I Have Been Honored On One Or Two Occasions By The
Subsequent Intimacy Of These Great Men At The Hotel Offices, And
Have Then Found Them Ready Enough At Conversation.
That necessity of making your request for room before a public
audience is not in itself agreeable, and sometimes entails a
conversation which might be more comfortably made in private.
"What
do you mean by a dressing-room, and why do you want one?" Now that
is a question which an Englishman feels awkward at answering before
five and twenty Americans, with open mouths and eager eyes; but it
has to be answered. When I left England, I was assured that I
should not find any need for a separate sitting-room, seeing that
drawing-rooms more or less sumptuous were prepared for the
accommodation of "ladies." At first we attempted to follow the
advice given to us, but we broke down. A man and his wife traveling
from town to town, and making no sojourn on his way, may eat and
sleep at a hotel without a private parlor.

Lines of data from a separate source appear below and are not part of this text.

//! strata-deploy - Deployment orchestration for Strata
//!
//! The `Deployer` walks the static deployment plan in order, substitutes the
//! environment's database into each SQL resource, and hands the result to an
//! execution backend. The first failing step stops the run.

pub mod confirm;
pub mod error;
pub mod report;
pub mod runner;

pub use confirm::{is_affirmative, ConfirmPrompt, LineConfirm};
pub use error::StepError;
pub use report::{DeployReport, RunStatus, StepOutcome};
pub use runner::Deployer;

But an English woman
cannot live in comfort for a week, or even in comfort for a day, at
any of these houses, without a sitting-room for herself. The
ladies' drawing-room is a desolate wilderness. The American women
themselves do not use it. It is generally empty, or occupied by
some forlorn spinster, eliciting harsh sounds from the wretched
piano which it contains.
The price at these hotels throughout the union is nearly always the
same, viz., two and a half dollars a day, for which a bed-room is
given and as many meals as the guest can contrive to eat.